In 1957, a virologist who had studied several infectious diseases among remote peoples, came to New Guinea to study kuru. Carleton Gajdusek wanted to uncover the cause of this unique and always fatal disease. He searched for sources of toxins in the Fore's diet and environment.
He conducted epidemiological studies and sent samples of brain tissue to the United States to be studied by a neuropathologist. Because there was no sign of inflammation in the bodies or brains of the kuru victims, and because kuru tended to appear within certain families, Gajdusek at first believed kuru was an inherited genetic disorder.
A doctor examines a boy with kuru in New Guinea.
In 1976 Carleton Gajdusek became co-recipient of the Nobel Prize in Medicine for his "discoveries concerning new mechanisms for the origin and dissemination of infectious diseases."
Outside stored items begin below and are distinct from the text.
use crate::config::Config;
use crate::core::clock::Clock;
use crate::core::input::{InputCapture, InputEvent, PAUSE_KEY, RawKeyTransition, Transition};
use crate::error::Result;
use crate::game::chart::Chart;
use crate::game::gameplay::{Outcome, Session, SessionState};
use crate::game::judgment::{Judgment, Tier};
use crate::game::pools::{HeldNotes, NotePools};
use crate::utils::tick::{TickCounter, TickScheduler};
use log::{debug, info};
use serde::Serialize;
use std::collections::BTreeMap;
use std::sync::Arc;
use std::sync::atomic::{AtomicBool, Ordering};
use std::sync::mpsc::Receiver;
use std::time::{Duration, Instant};

#[derive(Debug, Default)]
struct ControlFlags {
    pause: AtomicBool,
    resume: AtomicBool,
    quit: AtomicBool,
}

/// Shared handle for the surrounding layer to steer a running session.
/// Requests are picked up at the next tick boundary.
#[derive(Clone, Debug, Default)]
pub struct SessionControl {
    flags: Arc<ControlFlags>,
}

impl SessionControl {
    pub fn new() -> Self {
        Self::default()
    }

    pub fn request_pause(&self) {
        self.flags.pause.store(true, Ordering::Relaxed);
    }

    pub fn request_resume(&self) {
        self.flags.resume.store(true, Ordering::Relaxed);
    }

    pub fn request_quit(&self) {
        self.flags.quit.store(true, Ordering::Relaxed);
    }

    fn take_pause(&self) -> bool {
        self.flags.pause.swap(false, Ordering::Relaxed)
    }

    fn take_resume(&self) -> bool {
        self.flags.resume.swap(false, Ordering::Relaxed)
    }

    fn take_quit(&self) -> bool {
        self.flags.quit.swap(false, Ordering::Relaxed)
    }
}

#[derive(Clone, Copy, Debug, PartialEq, Eq, Serialize)]
pub enum Phase {
    Running,
    Paused,
    /// Countdown before the clock runs again.
    Resuming,
}

/// What the rendering/audio layer gets to see after every tick.
pub struct FrameView<'a> {
    pub chart: &'a Chart,
    pub pools: &'a NotePools,
    pub held: &'a HeldNotes,
    pub state: SessionState,
    /// Judgments produced by this tick; empty while not running.
    pub judgments: &'a [Judgment],
    pub phase: Phase,
}

pub trait FrameObserver {
    fn on_frame(&mut self, frame: &FrameView<'_>);
}

impl FrameObserver for () {
    fn on_frame(&mut self, _frame: &FrameView<'_>) {}
}

#[derive(Clone, Debug, PartialEq, Eq, Serialize)]
pub struct SessionReport {
    pub title: String,
    pub outcome: Outcome,
    pub score: i64,
    pub health: i32,
    pub elapsed_ms: i64,
    pub note_count: usize,
    pub judgments: BTreeMap<Tier, u32>,
}

impl SessionReport {
    fn from_session(session: &Session, outcome: Outcome) -> Self {
        let score = session.score();
        SessionReport {
            title: session.chart().title().to_string(),
            outcome,
            score: score.score,
            health: score.health,
            elapsed_ms: session.elapsed_ms(),
            note_count: session.chart().len(),
            judgments: score.judgment_counts.clone(),
        }
    }

    pub fn to_json(&self) -> Result<String> {
        Ok(serde_json::to_string_pretty(self)?)
    }
}

struct PauseState {
    phase: Phase,
    resume_at: Option<Instant>,
    resume_delay: Duration,
}

impl PauseState {
    fn new(resume_delay: Duration) -> Self {
        Self {
            phase: Phase::Running,
            resume_at: None,
            resume_delay,
        }
    }

    fn pause(&mut self, clock: &Clock) {
        if self.phase == Phase::Running && clock.pause() {
            info!("Paused at {}ms.", clock.now_ms());
            self.phase = Phase::Paused;
        }
    }

    fn request_resume(&mut self, now: Instant) {
        if self.phase == Phase::Paused {
            info!("Resuming in {:.1}s.", self.resume_delay.as_secs_f32());
            self.phase = Phase::Resuming;
            self.resume_at = Some(now + self.resume_delay);
        }
    }

    fn finish_countdown(&mut self, clock: &Clock, now: Instant) {
        if self.phase != Phase::Resuming || self.resume_at.is_some_and(|at| now < at) {
            return;
        }
        clock.resume();
        self.resume_at = None;
        self.phase = Phase::Running;
        info!("Resumed at {}ms.", clock.now_ms());
    }

    /// Routes one drained event that is not a pause-key press while running.
    /// Returns `true` if it asks to quit. Events that should reach the
    /// judgement pass are pushed onto `batch`.
    fn route(&mut self, event: InputEvent, batch: &mut Vec<InputEvent>) -> bool {
        match self.phase {
            Phase::Running => batch.push(event),
            Phase::Paused | Phase::Resuming if is_pause_press(&event) => {
                info!("Quit requested from pause.");
                return true;
            }
            Phase::Paused if event.transition == Transition::Press => self.request_resume(Instant::now()),
            Phase::Paused | Phase::Resuming => {
                debug!("Dropping {:?} on {:?} while paused.", event.transition, event.key);
            }
        }
        false
    }
}

#[inline]
fn is_pause_press(event: &InputEvent) -> bool {
    event.key == PAUSE_KEY && event.transition == Transition::Press
}

/// Judges everything drained so far, then stops the clock. Nothing is paused
/// if that tick already ended the session.
fn flush_and_pause(
    session: &mut Session,
    clock: &Clock,
    pause: &mut PauseState,
    batch: &mut Vec<InputEvent>,
    quit_requested: bool,
) -> Option<Outcome> {
    let outcome = session.tick(clock.now_ms(), batch, quit_requested);
    batch.clear();
    if outcome.is_none() {
        pause.pause(clock);
    }
    outcome
}

/// Runs one play-through on the calling thread at the configured tick rate.
/// Input arrives on `raw` from the windowing layer and is timestamped by a
/// capture thread against the session clock.
pub fn run_session(
    chart: Chart,
    config: &Config,
    control: &SessionControl,
    raw: Receiver<RawKeyTransition>,
    observer: &mut dyn FrameObserver,
) -> Result<SessionReport> {
    let clock = Arc::new(Clock::start());
    let (capture, events) = InputCapture::spawn(raw, clock.clone())?;

    let mut session = Session::new(chart, config.session_config());
    let mut scheduler = TickScheduler::new(config.tick_interval());
    let mut tick_counter = TickCounter::new();
    let mut pause = PauseState::new(config.resume_delay());
    let mut batch: Vec<InputEvent> = Vec::new();

    info!(
        "Session loop running at {} Hz (tick {:.2}ms).",
        config.tick_rate_hz,
        scheduler.period().as_secs_f64() * 1000.0
    );

    let outcome = loop {
        let woke = scheduler.wait();

        let mut quit_requested = control.take_quit();

        batch.clear();
        let mut outcome = None;
        let mut flushed = false;
        for event in events.try_iter() {
            if pause.phase == Phase::Running && is_pause_press(&event) {
                outcome = flush_and_pause(&mut session, &clock, &mut pause, &mut batch, quit_requested);
                flushed = true;
                if outcome.is_some() {
                    break;
                }
            } else {
                quit_requested |= pause.route(event, &mut batch);
            }
        }

        if outcome.is_none() && control.take_pause() && pause.phase == Phase::Running {
            outcome = flush_and_pause(&mut session, &clock, &mut pause, &mut batch, quit_requested);
            flushed = true;
        }
        if control.take_resume() {
            pause.request_resume(woke);
        }

        let mut ticked = flushed;
        if outcome.is_none() {
            pause.finish_countdown(&clock, woke);
            if pause.phase == Phase::Running {
                outcome = session.tick(clock.now_ms(), &batch, quit_requested);
                ticked = true;
            } else if quit_requested {
                outcome = Some(session.quit());
            }
        }

        observer.on_frame(&FrameView {
            chart: session.chart(),
            pools: session.pools(),
            held: session.held(),
            state: session.state(),
            judgments: if ticked { session.last_judgments() } else { &[] },
            phase: pause.phase,
        });

        if let Some(rate) = tick_counter.update() {
            let score = session.score();
            info!(
                "{} ticks/s | t={}ms | {:?} | score {} | health {} | active {} | pending {}",
                rate,
                session.elapsed_ms(),
                pause.phase,
                score.score,
                score.health,
                session.pools().active().len(),
                session.pools().pending().len()
            );
        }

        if let Some(outcome) = outcome {
            break outcome;
        }
    };

    capture.stop();
    let report = SessionReport::from_session(&session, outcome);
    info!(
        "'{}' ended: {:?}, score {}, health {}.",
        report.title, report.outcome, report.score, report.health
    );
    Ok(report)
}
When you look at thin slices of kuru, classic CJD and scrapie brain tissue under the microscope, it is easy to see that they are full of holes. The holes form after misfolded prion proteins kill neurons in the brain. (Photo Credits: clockwise: Kunihiko Kobayashi; University of Iowa; Duke Medical School; University of California, Davis)
In 1959 Gajdusek's work came to the attention of William Hadlow, a research veterinarian who was
studying a remarkably similar disease, called scrapie, in sheep. Like kuru, scrapie was a fatal
disease that gradually destroyed the brains of sheep, leaving the brain full of holes and producing
no immune response. And very importantly, scientists knew that scrapie was infectious.
The similarities between kuru and scrapie led Gajdusek to begin experiments to show that kuru could
be transmitted to chimpanzees. He then went on to show that classic Creutzfeldt-Jakob disease (CJD),
another spongiform disease in people, was also transmissible.
Ultimately, the rapid spread of kuru was linked to the Fore's funeral rituals: the Fore cooked and ate their dead relatives. This practice was only carried out by the Fore women and children, who lived apart from the men. This explains why men were rarely infected, and why cases appeared within families. The Fore quickly stopped eating their dead, and the spread of the disease stopped. Unfortunately, because of kuru's long incubation time, there are still a few kuru cases among the Fore each year. The people who come down with kuru today are in their 50s and 60s, which means that they have been harboring the disease ever since they ate infected tissue as young children.